== Records excerpted from a collection ==
□ □ □ □ □
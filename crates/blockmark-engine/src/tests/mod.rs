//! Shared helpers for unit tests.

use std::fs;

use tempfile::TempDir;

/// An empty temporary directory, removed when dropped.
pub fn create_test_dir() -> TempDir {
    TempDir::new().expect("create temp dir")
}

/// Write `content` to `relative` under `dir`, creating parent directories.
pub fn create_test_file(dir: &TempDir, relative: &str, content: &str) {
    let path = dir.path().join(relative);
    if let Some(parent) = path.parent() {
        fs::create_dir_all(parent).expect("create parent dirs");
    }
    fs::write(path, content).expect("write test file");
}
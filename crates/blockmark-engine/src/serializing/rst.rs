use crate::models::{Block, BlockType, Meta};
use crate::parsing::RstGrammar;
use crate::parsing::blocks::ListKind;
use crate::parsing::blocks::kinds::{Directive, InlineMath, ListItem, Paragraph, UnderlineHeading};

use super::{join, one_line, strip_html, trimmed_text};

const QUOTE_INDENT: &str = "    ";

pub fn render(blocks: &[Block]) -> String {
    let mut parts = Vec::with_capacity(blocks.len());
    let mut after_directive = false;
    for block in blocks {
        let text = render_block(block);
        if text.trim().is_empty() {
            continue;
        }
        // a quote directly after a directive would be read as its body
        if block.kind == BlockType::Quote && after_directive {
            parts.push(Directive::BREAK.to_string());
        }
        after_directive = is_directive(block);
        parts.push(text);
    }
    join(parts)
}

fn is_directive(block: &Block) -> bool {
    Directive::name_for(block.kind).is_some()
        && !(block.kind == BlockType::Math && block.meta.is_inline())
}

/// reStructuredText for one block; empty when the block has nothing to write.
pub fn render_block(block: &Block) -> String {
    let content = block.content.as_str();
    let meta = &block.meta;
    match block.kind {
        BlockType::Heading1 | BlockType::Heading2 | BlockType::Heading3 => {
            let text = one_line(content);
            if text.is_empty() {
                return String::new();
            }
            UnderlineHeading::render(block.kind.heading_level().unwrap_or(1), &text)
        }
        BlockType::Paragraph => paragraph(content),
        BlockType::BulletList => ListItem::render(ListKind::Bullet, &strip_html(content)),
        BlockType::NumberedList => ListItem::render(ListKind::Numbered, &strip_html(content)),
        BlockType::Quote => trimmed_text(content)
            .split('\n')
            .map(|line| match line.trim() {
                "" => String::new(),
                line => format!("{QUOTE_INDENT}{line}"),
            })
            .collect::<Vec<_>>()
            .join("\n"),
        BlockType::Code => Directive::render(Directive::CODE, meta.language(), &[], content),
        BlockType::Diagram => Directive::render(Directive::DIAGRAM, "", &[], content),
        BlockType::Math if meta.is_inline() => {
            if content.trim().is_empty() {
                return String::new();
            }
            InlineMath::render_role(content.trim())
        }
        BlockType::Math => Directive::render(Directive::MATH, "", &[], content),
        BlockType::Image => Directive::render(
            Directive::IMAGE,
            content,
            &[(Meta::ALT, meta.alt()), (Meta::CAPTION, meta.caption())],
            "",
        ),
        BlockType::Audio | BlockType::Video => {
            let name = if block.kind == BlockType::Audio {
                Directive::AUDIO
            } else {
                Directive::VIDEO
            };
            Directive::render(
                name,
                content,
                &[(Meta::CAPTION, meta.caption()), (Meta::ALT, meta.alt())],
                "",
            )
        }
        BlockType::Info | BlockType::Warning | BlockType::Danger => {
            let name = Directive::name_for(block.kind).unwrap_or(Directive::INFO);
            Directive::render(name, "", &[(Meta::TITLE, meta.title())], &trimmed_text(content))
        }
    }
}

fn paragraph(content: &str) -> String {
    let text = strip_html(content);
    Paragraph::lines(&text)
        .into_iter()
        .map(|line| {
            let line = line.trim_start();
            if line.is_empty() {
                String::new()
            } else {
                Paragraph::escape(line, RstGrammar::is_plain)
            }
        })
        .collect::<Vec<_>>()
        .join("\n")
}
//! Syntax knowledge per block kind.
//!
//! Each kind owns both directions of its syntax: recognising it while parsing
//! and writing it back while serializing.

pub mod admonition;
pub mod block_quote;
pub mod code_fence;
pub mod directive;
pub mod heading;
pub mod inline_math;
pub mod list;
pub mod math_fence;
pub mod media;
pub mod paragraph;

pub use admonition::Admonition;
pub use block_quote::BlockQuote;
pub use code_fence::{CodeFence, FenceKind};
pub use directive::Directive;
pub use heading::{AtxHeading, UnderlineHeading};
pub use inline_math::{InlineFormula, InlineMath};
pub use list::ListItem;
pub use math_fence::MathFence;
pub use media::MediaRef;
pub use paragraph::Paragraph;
□ □ □ □ □
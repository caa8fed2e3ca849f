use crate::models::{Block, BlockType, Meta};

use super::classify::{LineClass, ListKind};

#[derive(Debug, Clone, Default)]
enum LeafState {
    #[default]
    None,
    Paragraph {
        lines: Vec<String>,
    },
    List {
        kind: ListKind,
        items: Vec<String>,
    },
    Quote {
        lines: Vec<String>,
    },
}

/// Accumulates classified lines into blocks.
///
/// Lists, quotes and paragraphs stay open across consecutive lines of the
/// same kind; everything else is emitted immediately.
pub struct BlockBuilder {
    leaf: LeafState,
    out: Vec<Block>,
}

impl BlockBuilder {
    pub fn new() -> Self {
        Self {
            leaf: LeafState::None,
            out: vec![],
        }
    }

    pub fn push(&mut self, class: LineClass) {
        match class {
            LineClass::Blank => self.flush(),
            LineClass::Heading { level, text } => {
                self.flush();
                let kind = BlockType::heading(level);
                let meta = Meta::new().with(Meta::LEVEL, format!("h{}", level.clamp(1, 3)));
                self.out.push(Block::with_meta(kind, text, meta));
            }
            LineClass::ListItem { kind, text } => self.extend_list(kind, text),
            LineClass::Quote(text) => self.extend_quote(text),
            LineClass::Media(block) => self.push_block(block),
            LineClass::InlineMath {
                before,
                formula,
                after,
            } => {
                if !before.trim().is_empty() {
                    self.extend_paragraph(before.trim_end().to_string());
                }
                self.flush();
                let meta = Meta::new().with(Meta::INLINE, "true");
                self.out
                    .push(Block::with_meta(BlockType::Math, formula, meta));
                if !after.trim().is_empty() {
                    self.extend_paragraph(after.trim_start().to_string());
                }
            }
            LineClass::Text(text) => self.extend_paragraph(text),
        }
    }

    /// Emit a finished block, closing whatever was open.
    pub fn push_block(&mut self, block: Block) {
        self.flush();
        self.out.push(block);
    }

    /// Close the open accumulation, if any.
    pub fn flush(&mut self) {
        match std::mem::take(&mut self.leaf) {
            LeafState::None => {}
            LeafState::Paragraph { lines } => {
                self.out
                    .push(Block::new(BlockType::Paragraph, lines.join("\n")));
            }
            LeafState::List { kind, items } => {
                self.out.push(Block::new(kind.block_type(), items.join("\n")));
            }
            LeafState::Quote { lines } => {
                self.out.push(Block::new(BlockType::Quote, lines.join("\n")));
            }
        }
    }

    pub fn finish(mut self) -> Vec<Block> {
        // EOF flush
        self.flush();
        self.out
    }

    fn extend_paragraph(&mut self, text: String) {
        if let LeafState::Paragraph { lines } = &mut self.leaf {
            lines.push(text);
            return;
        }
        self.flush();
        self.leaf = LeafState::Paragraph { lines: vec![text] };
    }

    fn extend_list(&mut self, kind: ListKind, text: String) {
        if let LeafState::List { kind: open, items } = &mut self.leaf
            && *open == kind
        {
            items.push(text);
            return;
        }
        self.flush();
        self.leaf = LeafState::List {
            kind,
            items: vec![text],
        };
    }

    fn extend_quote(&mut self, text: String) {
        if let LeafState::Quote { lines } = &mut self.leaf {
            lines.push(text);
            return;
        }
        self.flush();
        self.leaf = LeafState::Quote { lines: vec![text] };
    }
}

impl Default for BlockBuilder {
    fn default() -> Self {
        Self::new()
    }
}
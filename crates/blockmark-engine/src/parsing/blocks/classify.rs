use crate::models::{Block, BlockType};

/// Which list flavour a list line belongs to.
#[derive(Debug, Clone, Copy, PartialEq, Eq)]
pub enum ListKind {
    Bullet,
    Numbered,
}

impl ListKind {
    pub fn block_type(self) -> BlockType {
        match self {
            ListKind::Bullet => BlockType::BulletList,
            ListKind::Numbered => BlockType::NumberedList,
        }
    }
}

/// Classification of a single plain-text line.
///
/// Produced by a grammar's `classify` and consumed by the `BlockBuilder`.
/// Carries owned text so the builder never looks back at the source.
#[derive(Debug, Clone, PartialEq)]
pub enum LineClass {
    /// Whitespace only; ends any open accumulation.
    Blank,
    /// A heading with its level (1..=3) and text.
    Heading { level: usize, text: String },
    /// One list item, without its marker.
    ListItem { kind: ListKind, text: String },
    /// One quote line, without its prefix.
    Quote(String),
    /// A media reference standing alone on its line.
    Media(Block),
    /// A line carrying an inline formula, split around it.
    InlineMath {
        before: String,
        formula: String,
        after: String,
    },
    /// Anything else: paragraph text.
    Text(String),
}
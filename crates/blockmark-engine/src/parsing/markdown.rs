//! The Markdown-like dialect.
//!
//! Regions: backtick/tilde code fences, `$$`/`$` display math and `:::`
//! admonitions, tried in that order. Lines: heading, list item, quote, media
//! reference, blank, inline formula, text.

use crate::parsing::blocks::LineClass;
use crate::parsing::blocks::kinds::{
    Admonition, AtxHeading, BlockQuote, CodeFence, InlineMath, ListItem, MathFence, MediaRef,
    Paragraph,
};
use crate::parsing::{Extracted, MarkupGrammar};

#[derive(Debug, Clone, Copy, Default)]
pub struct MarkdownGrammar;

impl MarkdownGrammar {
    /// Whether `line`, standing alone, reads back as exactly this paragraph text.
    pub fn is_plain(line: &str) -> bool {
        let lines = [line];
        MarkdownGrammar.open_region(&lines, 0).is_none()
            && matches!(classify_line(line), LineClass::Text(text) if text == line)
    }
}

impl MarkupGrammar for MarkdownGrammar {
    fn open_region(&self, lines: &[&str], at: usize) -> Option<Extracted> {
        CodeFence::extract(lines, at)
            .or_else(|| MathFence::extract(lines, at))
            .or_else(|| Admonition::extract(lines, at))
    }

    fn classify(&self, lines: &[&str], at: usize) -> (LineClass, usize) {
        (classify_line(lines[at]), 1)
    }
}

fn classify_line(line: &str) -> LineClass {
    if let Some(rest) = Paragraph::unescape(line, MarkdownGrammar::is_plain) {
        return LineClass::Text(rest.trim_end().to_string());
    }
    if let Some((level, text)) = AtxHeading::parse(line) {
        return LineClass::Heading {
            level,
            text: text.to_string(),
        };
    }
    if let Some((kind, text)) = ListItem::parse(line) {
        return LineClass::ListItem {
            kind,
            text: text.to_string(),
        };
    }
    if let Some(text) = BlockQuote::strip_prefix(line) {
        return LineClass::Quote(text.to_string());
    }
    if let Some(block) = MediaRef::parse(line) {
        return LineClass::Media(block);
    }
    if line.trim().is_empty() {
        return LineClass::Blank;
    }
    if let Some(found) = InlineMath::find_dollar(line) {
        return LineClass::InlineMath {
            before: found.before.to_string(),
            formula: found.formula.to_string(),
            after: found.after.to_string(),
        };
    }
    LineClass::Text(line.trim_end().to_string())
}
□ □ □ □ □
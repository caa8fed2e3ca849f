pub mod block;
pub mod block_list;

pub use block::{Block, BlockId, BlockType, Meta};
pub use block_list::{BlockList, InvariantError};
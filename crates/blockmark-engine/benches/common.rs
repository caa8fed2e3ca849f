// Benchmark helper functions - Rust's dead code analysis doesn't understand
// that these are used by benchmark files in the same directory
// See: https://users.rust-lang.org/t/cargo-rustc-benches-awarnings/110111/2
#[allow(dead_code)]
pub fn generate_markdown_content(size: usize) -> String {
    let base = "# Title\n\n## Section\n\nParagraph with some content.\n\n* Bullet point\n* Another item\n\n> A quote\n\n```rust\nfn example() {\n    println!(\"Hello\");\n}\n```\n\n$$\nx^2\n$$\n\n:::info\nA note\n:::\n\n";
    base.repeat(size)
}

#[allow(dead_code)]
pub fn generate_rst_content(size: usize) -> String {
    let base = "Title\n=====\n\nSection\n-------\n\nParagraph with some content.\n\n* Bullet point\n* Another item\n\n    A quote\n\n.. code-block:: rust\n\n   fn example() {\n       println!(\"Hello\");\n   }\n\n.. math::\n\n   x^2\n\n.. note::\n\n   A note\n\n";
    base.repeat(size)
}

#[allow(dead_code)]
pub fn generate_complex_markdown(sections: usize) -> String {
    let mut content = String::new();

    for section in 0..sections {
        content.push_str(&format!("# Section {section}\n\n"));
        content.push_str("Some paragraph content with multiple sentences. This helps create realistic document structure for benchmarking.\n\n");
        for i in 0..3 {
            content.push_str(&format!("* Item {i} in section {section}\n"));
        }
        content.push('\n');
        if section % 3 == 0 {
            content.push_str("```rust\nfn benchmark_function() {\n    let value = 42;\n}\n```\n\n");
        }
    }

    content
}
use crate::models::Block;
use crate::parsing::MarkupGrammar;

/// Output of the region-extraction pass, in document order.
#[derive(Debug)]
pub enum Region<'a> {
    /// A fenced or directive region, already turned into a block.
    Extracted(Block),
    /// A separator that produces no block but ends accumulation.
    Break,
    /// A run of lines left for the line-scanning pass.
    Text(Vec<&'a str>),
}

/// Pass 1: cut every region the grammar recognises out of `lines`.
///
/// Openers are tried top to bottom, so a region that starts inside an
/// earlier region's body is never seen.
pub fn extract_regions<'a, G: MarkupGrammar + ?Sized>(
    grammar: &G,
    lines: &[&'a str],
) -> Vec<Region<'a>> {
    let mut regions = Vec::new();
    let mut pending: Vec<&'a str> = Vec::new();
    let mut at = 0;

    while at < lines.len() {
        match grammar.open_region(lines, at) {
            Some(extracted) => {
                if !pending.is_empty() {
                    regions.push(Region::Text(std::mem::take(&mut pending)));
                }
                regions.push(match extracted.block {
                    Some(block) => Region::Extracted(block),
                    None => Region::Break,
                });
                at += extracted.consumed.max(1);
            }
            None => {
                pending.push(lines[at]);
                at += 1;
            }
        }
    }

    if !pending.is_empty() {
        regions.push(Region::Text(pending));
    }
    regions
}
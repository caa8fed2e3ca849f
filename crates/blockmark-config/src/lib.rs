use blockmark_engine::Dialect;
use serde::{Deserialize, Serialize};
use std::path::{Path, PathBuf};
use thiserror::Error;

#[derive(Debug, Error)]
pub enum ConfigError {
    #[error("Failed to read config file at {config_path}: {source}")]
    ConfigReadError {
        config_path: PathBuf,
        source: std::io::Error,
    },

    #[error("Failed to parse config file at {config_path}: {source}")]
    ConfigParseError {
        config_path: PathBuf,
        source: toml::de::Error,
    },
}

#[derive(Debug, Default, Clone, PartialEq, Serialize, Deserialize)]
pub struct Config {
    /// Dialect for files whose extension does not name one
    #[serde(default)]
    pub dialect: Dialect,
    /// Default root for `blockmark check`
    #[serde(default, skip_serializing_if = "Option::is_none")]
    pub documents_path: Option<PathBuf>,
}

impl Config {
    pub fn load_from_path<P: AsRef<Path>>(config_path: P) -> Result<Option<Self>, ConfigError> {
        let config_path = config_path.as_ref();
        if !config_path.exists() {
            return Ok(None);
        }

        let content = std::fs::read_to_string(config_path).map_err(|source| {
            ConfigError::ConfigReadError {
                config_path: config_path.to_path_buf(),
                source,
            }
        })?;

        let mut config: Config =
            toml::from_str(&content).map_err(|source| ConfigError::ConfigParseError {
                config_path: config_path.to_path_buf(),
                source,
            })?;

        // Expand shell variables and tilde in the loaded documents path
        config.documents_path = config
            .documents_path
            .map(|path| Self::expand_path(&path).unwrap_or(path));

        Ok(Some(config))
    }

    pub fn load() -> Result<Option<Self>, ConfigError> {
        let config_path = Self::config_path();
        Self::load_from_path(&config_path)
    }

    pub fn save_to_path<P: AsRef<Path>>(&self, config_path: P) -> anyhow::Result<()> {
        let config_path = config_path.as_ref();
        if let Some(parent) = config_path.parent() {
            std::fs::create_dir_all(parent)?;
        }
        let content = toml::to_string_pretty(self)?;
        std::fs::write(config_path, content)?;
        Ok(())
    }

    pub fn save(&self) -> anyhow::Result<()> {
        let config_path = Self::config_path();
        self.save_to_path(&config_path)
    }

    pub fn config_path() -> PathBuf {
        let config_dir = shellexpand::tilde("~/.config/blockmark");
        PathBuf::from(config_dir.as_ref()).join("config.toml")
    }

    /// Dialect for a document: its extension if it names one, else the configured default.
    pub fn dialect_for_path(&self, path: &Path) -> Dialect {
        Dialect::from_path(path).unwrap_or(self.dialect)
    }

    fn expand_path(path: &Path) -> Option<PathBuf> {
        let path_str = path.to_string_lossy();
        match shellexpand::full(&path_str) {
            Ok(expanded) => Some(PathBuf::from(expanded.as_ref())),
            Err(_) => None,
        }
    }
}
□ □ □ □ □
== TASK DIRECTIONS ==
What lines in the data above carry "files"? Return them all.

== RESULT ==
// that these are used by benchmark files in the same directory
    /// Dialect for files whose extension does not name one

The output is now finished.